Avanço tecnológico: nióbio estável e potente
O principal obstáculo na criação de baterias de nióbio, a degradação do metal em ambientes eletroquímicos convencionais, foi superado. O professor Frank Crespilho, líder do Grupo de Bioeletroquímica e Interfaces da USP, descobriu como estabilizar o nióbio.
Inspirado em sistemas biológicos, o grupo criou o **NB-RAM (Niobium Redox Active Medium)**. Esta “caixa de proteção inteligente” permite que o nióbio altere seu estado eletrônico controladamente, sem se degradar, garantindo um desempenho superior.
Década de pesquisa e expertise
O desenvolvimento da bateria é fruto de uma década de estudos, iniciados pelo professor Crespilho no Instituto de Química de São Carlos (IQSC/USP). A pesquisadora da USP, Luana Italiano, teve papel crucial, dedicando dois anos ao refinamento do sistema.

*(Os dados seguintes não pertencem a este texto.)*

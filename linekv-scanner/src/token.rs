use linekv_common::{Position, ScanError};
use std::fmt;

/// Token classes.
#[derive(Debug, Clone, Copy, PartialEq, Eq, Hash)]
pub enum TokenKind {
    Atom,
    Equal,
    Error,
    NewLine,
    /// Reserved for numeric literals; no rule produces it yet.
    Number,
    QuotedString,
    WhiteSpace,
    Unidentified,
}

impl TokenKind {
    pub fn name(self) -> &'static str {
        match self {
            TokenKind::Atom => "ATOM",
            TokenKind::Equal => "EQUAL",
            TokenKind::Error => "ERROR",
            TokenKind::NewLine => "NEWLINE",
            TokenKind::Number => "NUMBER",
            TokenKind::QuotedString => "QUOTED-STRING",
            TokenKind::WhiteSpace => "WHITE-SPACE",
            TokenKind::Unidentified => "UNIDENTIFIED",
        }
    }
}

impl fmt::Display for TokenKind {
    fn fmt(&self, f: &mut fmt::Formatter<'_>) -> fmt::Result {
        f.write_str(self.name())
    }
}

/// What a token carries: the scanned text, or for the terminal token the
/// reason the stream ended.
#[derive(Debug, Clone)]
pub enum TokenPayload {
    Lexeme(String),
    Failure(ScanError),
}

#[derive(Debug, Clone)]
pub struct Token {
    kind: TokenKind,
    payload: TokenPayload,
    position: Position,
}

impl Token {
    /// Creates a token carrying scanned text.
    pub fn new(kind: TokenKind, lexeme: impl Into<String>, position: Position) -> Self {
        debug_assert!(kind != TokenKind::Error, "use Token::terminal for errors");
        Self {
            kind,
            payload: TokenPayload::Lexeme(lexeme.into()),
            position,
        }
    }

    /// Creates the terminal Error token.
    pub fn terminal(error: ScanError, position: Position) -> Self {
        Self {
            kind: TokenKind::Error,
            payload: TokenPayload::Failure(error),
            position,
        }
    }

    pub fn kind(&self) -> TokenKind {
        self.kind
    }

    pub fn position(&self) -> Position {
        self.position
    }

    pub fn payload(&self) -> &TokenPayload {
        &self.payload
    }

    pub fn is(&self, kind: TokenKind) -> bool {
        self.kind == kind
    }

    /// The scanned text; `None` for the terminal token.
    pub fn lexeme(&self) -> Option<&str> {
        match &self.payload {
            TokenPayload::Lexeme(text) => Some(text),
            TokenPayload::Failure(_) => None,
        }
    }

    pub fn into_lexeme(self) -> Option<String> {
        match self.payload {
            TokenPayload::Lexeme(text) => Some(text),
            TokenPayload::Failure(_) => None,
        }
    }

    /// Why the stream ended; `None` unless this is the terminal token.
    pub fn error(&self) -> Option<&ScanError> {
        match &self.payload {
            TokenPayload::Failure(err) => Some(err),
            TokenPayload::Lexeme(_) => None,
        }
    }

    pub fn is_whitespace(&self) -> bool {
        self.kind == TokenKind::WhiteSpace
    }

    /// NewLine or Error: the tokens that end a line.
    pub fn is_line_terminator(&self) -> bool {
        matches!(self.kind, TokenKind::NewLine | TokenKind::Error)
    }

    pub fn is_terminal(&self) -> bool {
        self.kind == TokenKind::Error
    }
}

impl fmt::Display for Token {
    fn fmt(&self, f: &mut fmt::Formatter<'_>) -> fmt::Result {
        match &self.payload {
            TokenPayload::Lexeme(text) => write!(f, "{}({:?})", self.kind, text),
            TokenPayload::Failure(err) => write!(f, "{}({})", self.kind, err),
        }
    }
}
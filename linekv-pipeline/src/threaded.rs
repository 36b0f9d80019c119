use crate::error::PipelineError;
use crossbeam_channel::{bounded, Receiver};
use linekv_common::{ScanError, Stage};
use linekv_reducer::{Record, Reducer, Reduction};
use linekv_scanner::TokenProducer;
use std::iter::FusedIterator;
use std::thread::{self, JoinHandle};
use tracing::debug;

/// Counters and outcome of a finished threaded run.
#[derive(Debug, Clone, Default)]
pub struct PipelineStats {
    /// Tokens handed from the scanner to the reducer, terminal included.
    pub tokens: usize,
    /// Records handed to the caller.
    pub records: usize,
    /// Why the token stream ended. `None` if the reducer stopped before it
    /// saw the end, which only happens when the stream was dropped early.
    pub termination: Option<ScanError>,
}

struct ReduceSummary {
    records: usize,
    termination: Option<ScanError>,
}

/// Records produced by a running two-thread pipeline, in source order.
///
/// Dropping the stream disconnects both channels. The reducing thread
/// stops at its next send and the scanning thread at its next token; a
/// scanner blocked in a read stays blocked until its source yields.
pub struct RecordStream {
    records: Option<Receiver<Record>>,
    scan: Option<JoinHandle<usize>>,
    reduce: Option<JoinHandle<ReduceSummary>>,
}

/// Starts the scanning and reducing threads with a default [`Reducer`].
pub fn spawn<P>(producer: P) -> Result<RecordStream, PipelineError>
where
    P: TokenProducer + Send + 'static,
{
    spawn_with(producer, Reducer::new())
}

pub fn spawn_with<P>(mut producer: P, mut reducer: Reducer) -> Result<RecordStream, PipelineError>
where
    P: TokenProducer + Send + 'static,
{
    let (token_tx, token_rx) = bounded(0);
    let (record_tx, record_rx) = bounded::<Record>(0);

    let reduce = thread::Builder::new()
        .name("linekv-reduce".into())
        .spawn(move || {
            debug!("reduce stage started");
            let mut records = 0;
            let mut deliver = |record: Record| {
                let sent = record_tx.send(record).is_ok();
                if sent {
                    records += 1;
                }
                sent
            };

            let mut open = true;
            for token in token_rx.iter() {
                open = match reducer.push(token) {
                    Reduction::Pending => true,
                    Reduction::Emit(record) => deliver(record),
                    Reduction::Final(record) => {
                        if let Some(record) = record {
                            deliver(record);
                        }
                        false
                    }
                };
                if !open {
                    break;
                }
            }
            if open {
                if let Some(record) = reducer.finish() {
                    deliver(record);
                }
            }

            let termination = reducer.termination().cloned();
            debug!(records, ?termination, "reduce stage finished");
            ReduceSummary {
                records,
                termination,
            }
        })
        .map_err(|source| PipelineError::Spawn {
            stage: Stage::Reduce,
            source,
        })?;

    let scan = thread::Builder::new()
        .name("linekv-scan".into())
        .spawn(move || {
            debug!("scan stage started");
            let mut tokens = 0;
            while let Some(token) = producer.poll_token() {
                if token_tx.send(token).is_err() {
                    debug!("reduce stage hung up");
                    break;
                }
                tokens += 1;
            }
            debug!(tokens, "scan stage finished");
            tokens
        })
        .map_err(|source| PipelineError::Spawn {
            stage: Stage::Scan,
            source,
        })?;

    Ok(RecordStream {
        records: Some(record_rx),
        scan: Some(scan),
        reduce: Some(reduce),
    })
}

impl RecordStream {
    /// Disconnects the stream and waits for both stages to end.
    ///
    /// Records not yet received are discarded; drain the iterator first to
    /// keep them.
    pub fn join(mut self) -> Result<PipelineStats, PipelineError> {
        self.records = None;

        let summary = match self.reduce.take() {
            Some(handle) => Some(handle.join().map_err(|_| PipelineError::StagePanicked {
                stage: Stage::Reduce,
            })?),
            None => None,
        };
        let tokens = match self.scan.take() {
            Some(handle) => handle.join().map_err(|_| PipelineError::StagePanicked {
                stage: Stage::Scan,
            })?,
            None => 0,
        };

        Ok(summary.map_or_else(
            || PipelineStats {
                tokens,
                ..PipelineStats::default()
            },
            |summary| PipelineStats {
                tokens,
                records: summary.records,
                termination: summary.termination,
            },
        ))
    }
}

impl Iterator for RecordStream {
    type Item = Record;

    fn next(&mut self) -> Option<Record> {
        self.records.as_ref()?.recv().ok()
    }
}

impl FusedIterator for RecordStream {}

O foco principal de Italiano foi assegurar a **estabilidade**, a **repetibilidade** e o controle preciso dos parâmetros da bateria. Ela enfrentou o desafio de equilibrar a proteção do sistema com a manutenção de seu desempenho elétrico.
Testes industriais e futuro promissor
A tecnologia já possui um protótipo funcional e sua patente foi depositada pela USP. A bateria de nióbio foi testada em formatos industriais padrão, como células tipo coin e pouch, em colaboração com a Universidade Estadual de Campinas (Unicamp).
Para a fase final de desenvolvimento, o professor Crespilho destaca a necessidade de um **centro multimodal de pesquisa e inovação**. A iniciativa envolveria governos, universidades e startups, posicionando o Brasil como líder em tecnologias avançadas.